» **ASSIGNED TASK**: When you reach the line containing "impl Reporter for TracingReporter" in the entries below, begin reproducing lines exactly, and stop once the line containing "serde_json::to_writer(&mut *out, report)?;" is done.

» **DATA EXCERPTS**:
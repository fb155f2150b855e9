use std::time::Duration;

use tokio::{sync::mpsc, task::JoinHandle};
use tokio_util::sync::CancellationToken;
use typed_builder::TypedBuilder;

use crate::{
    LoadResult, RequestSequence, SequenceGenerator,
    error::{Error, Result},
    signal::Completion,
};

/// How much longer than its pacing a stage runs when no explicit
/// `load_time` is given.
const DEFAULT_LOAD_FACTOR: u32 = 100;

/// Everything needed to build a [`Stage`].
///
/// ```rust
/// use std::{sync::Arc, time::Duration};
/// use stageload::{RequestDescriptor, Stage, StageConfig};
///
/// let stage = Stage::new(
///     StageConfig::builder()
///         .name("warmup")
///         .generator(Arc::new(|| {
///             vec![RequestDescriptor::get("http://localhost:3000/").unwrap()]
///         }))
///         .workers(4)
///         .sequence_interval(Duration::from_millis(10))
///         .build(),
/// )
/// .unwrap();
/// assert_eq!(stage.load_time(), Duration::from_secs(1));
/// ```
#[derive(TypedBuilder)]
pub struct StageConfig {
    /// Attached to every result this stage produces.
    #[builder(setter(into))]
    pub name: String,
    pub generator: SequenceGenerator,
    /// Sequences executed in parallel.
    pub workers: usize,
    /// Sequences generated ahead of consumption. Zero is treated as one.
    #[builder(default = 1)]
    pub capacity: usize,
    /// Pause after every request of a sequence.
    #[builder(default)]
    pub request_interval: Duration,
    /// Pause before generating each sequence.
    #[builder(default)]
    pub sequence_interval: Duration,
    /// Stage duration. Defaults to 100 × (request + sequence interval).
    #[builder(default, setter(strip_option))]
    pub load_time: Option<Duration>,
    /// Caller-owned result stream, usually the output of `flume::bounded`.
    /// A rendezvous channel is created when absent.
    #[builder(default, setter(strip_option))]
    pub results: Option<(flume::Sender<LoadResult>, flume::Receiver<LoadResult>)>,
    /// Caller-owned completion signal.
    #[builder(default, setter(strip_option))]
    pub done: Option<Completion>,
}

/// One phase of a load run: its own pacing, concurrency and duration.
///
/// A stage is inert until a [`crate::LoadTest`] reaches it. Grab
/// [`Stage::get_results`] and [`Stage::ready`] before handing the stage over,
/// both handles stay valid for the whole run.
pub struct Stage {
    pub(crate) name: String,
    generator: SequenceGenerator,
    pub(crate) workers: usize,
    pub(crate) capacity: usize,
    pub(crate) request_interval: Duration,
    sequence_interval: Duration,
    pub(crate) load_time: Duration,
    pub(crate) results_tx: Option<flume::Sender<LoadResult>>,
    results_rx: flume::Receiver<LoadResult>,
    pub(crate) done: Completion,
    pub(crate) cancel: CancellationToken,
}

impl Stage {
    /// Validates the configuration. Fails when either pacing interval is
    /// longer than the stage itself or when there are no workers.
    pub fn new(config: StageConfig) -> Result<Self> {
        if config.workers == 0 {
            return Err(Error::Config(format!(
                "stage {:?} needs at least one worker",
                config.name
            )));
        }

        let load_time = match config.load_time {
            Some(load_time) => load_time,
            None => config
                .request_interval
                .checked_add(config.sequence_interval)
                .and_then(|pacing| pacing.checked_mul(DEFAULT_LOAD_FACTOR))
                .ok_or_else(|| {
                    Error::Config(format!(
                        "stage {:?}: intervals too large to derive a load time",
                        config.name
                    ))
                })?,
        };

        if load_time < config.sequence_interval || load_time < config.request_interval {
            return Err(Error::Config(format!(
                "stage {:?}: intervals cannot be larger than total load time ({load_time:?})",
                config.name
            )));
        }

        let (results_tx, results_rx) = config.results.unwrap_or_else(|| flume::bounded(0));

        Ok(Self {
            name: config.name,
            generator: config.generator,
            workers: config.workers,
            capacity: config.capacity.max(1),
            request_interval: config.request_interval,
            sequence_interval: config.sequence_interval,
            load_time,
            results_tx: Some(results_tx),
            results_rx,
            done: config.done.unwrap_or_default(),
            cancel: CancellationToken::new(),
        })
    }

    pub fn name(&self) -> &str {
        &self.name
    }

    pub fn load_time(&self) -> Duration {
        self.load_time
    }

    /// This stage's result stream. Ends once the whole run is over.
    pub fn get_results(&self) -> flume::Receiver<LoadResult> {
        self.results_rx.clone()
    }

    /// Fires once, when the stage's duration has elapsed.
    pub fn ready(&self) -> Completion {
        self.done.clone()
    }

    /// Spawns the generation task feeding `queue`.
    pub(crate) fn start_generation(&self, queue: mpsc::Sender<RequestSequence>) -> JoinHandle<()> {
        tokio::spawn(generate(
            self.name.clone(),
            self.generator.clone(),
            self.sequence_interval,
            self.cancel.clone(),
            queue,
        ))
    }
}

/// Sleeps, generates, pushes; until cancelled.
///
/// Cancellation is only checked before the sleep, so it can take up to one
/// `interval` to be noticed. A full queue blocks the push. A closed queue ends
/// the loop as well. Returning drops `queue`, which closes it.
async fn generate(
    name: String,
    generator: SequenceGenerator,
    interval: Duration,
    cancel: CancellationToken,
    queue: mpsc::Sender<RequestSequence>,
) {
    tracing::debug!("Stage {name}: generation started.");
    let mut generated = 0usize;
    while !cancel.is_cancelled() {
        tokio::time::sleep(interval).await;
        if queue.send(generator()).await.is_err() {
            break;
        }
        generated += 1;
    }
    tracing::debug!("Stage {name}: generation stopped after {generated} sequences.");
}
* * *
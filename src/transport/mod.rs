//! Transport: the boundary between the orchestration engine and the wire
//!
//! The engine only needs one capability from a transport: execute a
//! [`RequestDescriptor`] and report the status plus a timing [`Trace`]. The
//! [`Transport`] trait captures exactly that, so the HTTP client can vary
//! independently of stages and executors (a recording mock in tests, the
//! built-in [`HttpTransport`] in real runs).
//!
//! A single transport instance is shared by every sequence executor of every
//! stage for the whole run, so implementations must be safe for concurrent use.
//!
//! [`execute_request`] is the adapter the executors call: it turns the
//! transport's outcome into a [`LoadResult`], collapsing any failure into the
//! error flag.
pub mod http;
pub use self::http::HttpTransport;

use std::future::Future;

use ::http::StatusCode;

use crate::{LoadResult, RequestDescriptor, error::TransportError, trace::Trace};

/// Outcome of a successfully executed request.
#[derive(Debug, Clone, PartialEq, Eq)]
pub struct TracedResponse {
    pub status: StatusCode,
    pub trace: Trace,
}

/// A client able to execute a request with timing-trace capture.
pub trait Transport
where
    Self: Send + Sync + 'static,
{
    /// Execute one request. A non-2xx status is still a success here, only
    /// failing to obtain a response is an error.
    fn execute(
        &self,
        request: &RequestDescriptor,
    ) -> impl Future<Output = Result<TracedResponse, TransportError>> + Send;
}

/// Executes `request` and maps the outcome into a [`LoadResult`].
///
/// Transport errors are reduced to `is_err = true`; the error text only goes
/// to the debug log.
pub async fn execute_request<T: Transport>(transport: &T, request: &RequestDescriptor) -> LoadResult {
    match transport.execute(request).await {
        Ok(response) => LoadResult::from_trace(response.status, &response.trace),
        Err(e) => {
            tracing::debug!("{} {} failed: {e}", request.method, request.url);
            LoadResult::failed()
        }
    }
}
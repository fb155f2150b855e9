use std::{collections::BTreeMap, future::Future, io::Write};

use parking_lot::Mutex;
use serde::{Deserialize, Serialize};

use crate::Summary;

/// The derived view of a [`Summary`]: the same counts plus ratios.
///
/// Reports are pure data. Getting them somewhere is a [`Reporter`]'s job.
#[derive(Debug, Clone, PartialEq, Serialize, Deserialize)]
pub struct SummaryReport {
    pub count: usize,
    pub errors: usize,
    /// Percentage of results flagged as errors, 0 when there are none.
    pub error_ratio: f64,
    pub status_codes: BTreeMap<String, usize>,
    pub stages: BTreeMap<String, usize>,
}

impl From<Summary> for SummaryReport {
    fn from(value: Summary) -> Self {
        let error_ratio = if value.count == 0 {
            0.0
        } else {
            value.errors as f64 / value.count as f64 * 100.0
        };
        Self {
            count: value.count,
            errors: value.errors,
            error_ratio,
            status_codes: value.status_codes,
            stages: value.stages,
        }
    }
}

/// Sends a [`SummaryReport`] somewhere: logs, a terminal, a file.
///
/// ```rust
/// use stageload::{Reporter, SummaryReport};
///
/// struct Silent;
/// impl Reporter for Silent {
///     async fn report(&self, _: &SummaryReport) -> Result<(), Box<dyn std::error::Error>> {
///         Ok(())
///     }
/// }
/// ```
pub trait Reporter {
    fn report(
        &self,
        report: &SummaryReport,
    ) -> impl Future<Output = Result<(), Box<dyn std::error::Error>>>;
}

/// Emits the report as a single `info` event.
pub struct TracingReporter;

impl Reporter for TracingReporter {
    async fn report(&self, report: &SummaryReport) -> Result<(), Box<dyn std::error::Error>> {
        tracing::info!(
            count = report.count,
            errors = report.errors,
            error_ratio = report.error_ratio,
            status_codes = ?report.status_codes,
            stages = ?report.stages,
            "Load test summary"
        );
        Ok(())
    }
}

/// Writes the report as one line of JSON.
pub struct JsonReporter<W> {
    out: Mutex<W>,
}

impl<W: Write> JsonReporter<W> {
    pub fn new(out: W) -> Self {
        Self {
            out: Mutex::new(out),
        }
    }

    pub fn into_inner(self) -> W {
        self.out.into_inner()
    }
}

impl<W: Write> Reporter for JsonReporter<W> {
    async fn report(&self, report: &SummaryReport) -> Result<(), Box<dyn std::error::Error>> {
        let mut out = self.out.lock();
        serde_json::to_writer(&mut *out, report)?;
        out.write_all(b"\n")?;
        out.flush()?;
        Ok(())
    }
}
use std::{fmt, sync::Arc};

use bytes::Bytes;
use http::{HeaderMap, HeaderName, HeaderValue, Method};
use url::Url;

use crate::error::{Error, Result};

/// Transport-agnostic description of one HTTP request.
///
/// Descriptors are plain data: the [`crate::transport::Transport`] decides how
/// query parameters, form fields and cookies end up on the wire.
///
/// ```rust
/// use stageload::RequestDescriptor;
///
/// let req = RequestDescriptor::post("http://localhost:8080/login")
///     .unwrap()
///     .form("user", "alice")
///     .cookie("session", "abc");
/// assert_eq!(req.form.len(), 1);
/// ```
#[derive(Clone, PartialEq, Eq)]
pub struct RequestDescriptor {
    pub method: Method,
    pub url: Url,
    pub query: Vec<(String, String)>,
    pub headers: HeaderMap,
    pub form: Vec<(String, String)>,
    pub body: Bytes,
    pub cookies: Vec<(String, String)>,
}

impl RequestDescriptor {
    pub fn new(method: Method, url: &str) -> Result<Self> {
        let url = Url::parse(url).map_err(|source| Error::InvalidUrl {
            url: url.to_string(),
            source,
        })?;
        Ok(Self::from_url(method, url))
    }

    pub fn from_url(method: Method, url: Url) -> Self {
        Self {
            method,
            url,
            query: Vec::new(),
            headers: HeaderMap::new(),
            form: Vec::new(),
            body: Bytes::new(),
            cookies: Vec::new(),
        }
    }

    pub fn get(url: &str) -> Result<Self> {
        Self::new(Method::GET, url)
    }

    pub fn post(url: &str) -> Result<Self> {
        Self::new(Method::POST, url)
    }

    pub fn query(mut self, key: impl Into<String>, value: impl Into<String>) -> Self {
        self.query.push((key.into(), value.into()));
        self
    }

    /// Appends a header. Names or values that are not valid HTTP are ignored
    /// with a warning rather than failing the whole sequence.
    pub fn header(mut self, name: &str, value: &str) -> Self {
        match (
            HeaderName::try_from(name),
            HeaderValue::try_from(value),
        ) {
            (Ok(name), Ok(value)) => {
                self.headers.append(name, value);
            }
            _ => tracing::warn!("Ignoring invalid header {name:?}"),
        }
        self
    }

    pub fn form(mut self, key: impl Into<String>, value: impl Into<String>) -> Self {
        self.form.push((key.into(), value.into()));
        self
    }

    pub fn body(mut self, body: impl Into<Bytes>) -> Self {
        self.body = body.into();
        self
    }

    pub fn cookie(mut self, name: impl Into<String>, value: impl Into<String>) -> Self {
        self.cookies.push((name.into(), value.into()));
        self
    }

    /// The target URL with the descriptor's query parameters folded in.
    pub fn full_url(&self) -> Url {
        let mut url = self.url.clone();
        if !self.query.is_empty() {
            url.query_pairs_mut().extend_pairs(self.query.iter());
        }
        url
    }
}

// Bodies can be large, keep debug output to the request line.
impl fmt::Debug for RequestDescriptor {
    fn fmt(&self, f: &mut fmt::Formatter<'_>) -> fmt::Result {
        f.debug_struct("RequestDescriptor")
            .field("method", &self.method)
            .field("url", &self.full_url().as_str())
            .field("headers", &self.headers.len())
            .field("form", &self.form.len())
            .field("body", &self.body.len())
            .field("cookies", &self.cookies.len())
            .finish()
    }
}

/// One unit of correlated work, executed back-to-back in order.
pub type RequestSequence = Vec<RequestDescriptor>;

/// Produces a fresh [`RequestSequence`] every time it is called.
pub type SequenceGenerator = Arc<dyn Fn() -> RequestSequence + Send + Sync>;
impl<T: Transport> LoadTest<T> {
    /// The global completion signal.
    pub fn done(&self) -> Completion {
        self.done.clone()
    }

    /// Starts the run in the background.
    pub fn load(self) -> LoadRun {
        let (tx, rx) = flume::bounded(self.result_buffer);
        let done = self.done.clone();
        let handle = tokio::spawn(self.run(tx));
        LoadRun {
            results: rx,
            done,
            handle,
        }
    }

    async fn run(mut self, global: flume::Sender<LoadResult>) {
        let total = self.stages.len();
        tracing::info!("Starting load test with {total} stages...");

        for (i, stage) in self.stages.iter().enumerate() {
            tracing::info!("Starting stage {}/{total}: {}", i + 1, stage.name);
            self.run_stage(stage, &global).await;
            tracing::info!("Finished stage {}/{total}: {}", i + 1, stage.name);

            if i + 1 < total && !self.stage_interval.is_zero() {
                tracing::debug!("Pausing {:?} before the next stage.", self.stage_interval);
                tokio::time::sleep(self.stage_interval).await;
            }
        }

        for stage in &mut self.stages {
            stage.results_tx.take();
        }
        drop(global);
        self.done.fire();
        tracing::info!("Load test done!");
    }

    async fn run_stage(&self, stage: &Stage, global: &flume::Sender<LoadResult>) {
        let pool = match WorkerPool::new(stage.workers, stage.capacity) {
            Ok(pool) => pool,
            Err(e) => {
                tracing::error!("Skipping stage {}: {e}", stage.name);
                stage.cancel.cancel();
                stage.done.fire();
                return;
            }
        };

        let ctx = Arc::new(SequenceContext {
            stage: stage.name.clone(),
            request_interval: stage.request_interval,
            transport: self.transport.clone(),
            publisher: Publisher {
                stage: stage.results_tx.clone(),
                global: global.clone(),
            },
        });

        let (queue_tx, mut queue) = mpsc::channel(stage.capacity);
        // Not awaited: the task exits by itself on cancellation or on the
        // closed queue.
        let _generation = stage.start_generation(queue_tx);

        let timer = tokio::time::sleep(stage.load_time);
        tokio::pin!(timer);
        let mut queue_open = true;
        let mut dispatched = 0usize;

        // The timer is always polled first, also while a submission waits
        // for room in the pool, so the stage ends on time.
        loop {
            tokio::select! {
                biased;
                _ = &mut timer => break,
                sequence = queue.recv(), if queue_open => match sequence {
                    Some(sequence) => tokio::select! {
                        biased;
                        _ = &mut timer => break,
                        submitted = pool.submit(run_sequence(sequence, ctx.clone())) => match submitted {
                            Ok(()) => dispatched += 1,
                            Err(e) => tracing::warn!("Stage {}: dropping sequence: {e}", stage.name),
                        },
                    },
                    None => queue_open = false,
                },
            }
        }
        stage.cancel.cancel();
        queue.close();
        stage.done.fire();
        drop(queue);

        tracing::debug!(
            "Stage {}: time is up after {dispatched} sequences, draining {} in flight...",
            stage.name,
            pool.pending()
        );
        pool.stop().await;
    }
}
==
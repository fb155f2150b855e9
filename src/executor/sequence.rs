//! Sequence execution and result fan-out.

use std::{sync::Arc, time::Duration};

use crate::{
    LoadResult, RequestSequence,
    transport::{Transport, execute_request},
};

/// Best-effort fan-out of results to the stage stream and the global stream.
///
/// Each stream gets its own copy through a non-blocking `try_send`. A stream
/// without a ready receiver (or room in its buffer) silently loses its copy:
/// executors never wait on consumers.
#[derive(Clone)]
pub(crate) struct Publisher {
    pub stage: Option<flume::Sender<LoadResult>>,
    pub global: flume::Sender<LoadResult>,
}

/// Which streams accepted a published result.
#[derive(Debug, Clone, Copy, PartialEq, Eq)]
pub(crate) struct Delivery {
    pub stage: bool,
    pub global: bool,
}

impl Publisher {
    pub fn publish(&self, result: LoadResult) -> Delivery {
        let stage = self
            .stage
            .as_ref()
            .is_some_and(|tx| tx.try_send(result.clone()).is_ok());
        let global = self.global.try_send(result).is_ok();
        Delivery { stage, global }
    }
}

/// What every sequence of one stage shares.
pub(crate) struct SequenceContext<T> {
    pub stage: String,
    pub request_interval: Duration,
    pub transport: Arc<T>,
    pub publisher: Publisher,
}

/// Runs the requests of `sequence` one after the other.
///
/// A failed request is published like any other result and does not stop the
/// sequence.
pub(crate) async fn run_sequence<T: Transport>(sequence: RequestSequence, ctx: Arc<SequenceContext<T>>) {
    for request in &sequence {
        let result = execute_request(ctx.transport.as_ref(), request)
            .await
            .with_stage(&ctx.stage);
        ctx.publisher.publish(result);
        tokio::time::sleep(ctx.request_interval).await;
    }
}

» **THE COMPLETED TASK**:
impl Reporter for TracingReporter {
    async fn report(&self, report: &SummaryReport) -> Result<(), Box<dyn std::error::Error>> {
        tracing::info!(
            count = report.count,
            errors = report.errors,
            error_ratio = report.error_ratio,
            status_codes = ?report.status_codes,
            stages = ?report.stages,
            "Load test summary"
        );
        Ok(())
    }
}

/// Writes the report as one line of JSON.
pub struct JsonReporter<W> {
    out: Mutex<W>,
}

impl<W: Write> JsonReporter<W> {
    pub fn new(out: W) -> Self {
        Self {
            out: Mutex::new(out),
        }
    }

    pub fn into_inner(self) -> W {
        self.out.into_inner()
    }
}

impl<W: Write> Reporter for JsonReporter<W> {
    async fn report(&self, report: &SummaryReport) -> Result<(), Box<dyn std::error::Error>> {
        let mut out = self.out.lock();
        serde_json::to_writer(&mut *out, report)?;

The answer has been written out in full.